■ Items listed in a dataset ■
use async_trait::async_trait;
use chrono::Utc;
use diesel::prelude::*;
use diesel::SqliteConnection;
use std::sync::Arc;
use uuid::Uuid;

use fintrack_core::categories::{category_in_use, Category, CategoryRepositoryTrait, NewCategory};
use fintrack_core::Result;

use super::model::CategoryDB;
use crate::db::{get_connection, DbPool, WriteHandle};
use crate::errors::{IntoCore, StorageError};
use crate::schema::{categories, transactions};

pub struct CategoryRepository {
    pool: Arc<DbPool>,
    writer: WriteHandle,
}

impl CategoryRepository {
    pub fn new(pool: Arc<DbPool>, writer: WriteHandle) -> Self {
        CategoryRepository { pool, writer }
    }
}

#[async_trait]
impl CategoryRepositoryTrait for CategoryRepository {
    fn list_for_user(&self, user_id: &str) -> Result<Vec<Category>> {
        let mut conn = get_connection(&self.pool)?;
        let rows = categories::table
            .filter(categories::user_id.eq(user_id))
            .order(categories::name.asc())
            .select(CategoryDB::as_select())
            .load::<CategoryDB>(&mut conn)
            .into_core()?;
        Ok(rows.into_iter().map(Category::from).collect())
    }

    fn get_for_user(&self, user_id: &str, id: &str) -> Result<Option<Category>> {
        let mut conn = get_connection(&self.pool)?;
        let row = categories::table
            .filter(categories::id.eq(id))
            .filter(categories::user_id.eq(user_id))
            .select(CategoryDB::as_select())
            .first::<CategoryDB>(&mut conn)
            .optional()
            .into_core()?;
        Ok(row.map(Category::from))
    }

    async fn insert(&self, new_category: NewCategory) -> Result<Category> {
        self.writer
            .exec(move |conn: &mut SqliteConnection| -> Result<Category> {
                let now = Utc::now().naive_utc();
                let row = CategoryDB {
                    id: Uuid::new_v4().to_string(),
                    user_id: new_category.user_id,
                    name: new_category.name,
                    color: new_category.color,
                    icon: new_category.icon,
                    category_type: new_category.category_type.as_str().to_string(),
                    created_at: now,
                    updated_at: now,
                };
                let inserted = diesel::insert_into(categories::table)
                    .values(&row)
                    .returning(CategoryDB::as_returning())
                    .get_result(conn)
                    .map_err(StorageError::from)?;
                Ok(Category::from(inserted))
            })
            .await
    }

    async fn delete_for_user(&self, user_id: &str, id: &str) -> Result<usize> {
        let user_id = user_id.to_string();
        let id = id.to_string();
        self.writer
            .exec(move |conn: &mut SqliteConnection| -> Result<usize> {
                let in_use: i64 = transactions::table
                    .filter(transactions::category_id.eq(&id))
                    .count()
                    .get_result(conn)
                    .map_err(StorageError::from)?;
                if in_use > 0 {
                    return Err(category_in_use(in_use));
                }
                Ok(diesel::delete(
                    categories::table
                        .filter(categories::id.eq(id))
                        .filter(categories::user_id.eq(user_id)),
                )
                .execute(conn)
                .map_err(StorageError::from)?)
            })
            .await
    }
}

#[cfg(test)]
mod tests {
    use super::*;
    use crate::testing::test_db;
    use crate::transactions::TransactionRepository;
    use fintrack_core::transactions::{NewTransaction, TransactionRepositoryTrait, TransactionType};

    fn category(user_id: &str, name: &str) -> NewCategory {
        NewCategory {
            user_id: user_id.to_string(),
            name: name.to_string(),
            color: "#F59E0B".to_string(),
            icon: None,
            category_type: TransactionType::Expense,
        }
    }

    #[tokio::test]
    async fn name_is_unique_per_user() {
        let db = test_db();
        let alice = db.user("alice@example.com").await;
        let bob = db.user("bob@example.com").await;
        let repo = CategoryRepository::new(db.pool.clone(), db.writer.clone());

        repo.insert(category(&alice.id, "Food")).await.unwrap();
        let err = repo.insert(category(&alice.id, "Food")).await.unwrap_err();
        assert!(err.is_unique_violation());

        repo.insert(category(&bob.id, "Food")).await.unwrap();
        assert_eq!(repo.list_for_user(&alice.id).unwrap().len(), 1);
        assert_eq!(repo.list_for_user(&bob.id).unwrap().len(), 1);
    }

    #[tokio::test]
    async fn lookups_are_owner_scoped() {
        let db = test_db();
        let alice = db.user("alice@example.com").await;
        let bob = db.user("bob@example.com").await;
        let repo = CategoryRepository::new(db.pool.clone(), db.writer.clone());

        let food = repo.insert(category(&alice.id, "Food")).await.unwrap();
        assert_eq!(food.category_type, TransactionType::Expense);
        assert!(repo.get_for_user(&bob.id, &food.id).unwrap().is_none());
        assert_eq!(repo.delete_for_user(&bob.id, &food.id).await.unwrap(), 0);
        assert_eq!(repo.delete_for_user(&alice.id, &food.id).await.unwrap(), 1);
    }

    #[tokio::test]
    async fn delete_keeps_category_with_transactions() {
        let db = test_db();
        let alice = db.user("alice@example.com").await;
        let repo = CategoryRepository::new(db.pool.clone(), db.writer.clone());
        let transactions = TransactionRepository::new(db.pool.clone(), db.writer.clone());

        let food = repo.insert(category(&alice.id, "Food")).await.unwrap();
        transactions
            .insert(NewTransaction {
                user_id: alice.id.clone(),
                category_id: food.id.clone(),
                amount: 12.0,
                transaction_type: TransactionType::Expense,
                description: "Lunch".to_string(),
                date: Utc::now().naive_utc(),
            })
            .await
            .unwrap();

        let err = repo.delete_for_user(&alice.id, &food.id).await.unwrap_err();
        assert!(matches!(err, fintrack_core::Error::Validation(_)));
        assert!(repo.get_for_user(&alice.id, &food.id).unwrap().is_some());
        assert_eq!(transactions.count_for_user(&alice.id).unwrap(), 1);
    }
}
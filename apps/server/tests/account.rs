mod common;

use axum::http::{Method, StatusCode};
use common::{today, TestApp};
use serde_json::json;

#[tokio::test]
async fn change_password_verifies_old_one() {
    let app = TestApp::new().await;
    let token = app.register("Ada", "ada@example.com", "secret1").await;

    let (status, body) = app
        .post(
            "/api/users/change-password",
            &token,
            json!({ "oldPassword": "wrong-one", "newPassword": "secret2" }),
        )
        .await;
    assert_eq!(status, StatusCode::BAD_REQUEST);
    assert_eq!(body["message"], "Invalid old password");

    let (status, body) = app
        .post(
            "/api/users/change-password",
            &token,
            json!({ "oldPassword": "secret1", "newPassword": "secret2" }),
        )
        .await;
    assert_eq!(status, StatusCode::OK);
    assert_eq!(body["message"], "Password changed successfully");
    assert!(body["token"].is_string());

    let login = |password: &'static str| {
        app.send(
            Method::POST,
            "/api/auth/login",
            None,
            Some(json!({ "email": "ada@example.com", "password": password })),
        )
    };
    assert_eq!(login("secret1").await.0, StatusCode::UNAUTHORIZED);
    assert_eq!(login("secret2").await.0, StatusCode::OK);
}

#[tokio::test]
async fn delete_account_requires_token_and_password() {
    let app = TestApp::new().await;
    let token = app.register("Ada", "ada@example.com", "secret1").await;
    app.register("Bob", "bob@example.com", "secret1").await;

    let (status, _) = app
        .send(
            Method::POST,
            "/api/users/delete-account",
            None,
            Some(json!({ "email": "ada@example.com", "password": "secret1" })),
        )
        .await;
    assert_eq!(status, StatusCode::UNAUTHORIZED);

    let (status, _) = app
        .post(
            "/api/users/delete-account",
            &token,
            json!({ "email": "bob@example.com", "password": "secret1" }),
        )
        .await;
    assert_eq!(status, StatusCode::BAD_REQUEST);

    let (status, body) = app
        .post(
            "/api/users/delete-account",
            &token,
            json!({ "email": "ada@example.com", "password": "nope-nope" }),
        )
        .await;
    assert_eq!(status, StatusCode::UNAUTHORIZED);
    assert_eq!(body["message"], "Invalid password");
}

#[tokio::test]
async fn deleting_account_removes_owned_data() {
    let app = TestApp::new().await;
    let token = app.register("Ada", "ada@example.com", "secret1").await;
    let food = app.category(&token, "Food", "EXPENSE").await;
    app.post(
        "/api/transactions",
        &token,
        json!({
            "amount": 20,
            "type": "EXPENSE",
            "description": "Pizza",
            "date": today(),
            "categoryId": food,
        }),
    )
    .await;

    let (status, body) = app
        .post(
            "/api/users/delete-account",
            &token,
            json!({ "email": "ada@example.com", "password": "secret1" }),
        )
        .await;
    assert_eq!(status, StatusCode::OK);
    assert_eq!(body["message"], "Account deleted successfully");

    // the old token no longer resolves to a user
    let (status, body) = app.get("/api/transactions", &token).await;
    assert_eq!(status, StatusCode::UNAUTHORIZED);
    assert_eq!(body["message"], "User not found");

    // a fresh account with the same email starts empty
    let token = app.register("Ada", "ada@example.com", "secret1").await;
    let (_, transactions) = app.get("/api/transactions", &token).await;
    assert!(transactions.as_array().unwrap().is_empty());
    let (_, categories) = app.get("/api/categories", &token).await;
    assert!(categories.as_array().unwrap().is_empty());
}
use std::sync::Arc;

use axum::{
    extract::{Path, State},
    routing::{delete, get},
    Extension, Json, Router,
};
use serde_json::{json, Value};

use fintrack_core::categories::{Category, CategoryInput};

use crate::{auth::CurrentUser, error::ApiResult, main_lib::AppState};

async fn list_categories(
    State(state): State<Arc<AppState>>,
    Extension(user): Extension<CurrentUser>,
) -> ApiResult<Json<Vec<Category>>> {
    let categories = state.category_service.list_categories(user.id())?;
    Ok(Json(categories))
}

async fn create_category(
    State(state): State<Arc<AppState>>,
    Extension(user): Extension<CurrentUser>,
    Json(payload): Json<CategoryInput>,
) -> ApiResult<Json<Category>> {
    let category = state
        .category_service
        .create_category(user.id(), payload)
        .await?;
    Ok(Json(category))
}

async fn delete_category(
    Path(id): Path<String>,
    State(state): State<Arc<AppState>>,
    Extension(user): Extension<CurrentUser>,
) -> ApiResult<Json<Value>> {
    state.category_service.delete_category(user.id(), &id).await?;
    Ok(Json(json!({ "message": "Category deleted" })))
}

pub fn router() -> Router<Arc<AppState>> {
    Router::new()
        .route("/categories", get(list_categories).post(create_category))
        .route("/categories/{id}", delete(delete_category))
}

■ BRIEF ■
In the entries above, find each line with the word "successfully" and copy it.

■ RESULT OF THIS EXERCISE ■
    assert_eq!(body["message"], "Password changed successfully");
    assert_eq!(body["message"], "Account deleted successfully");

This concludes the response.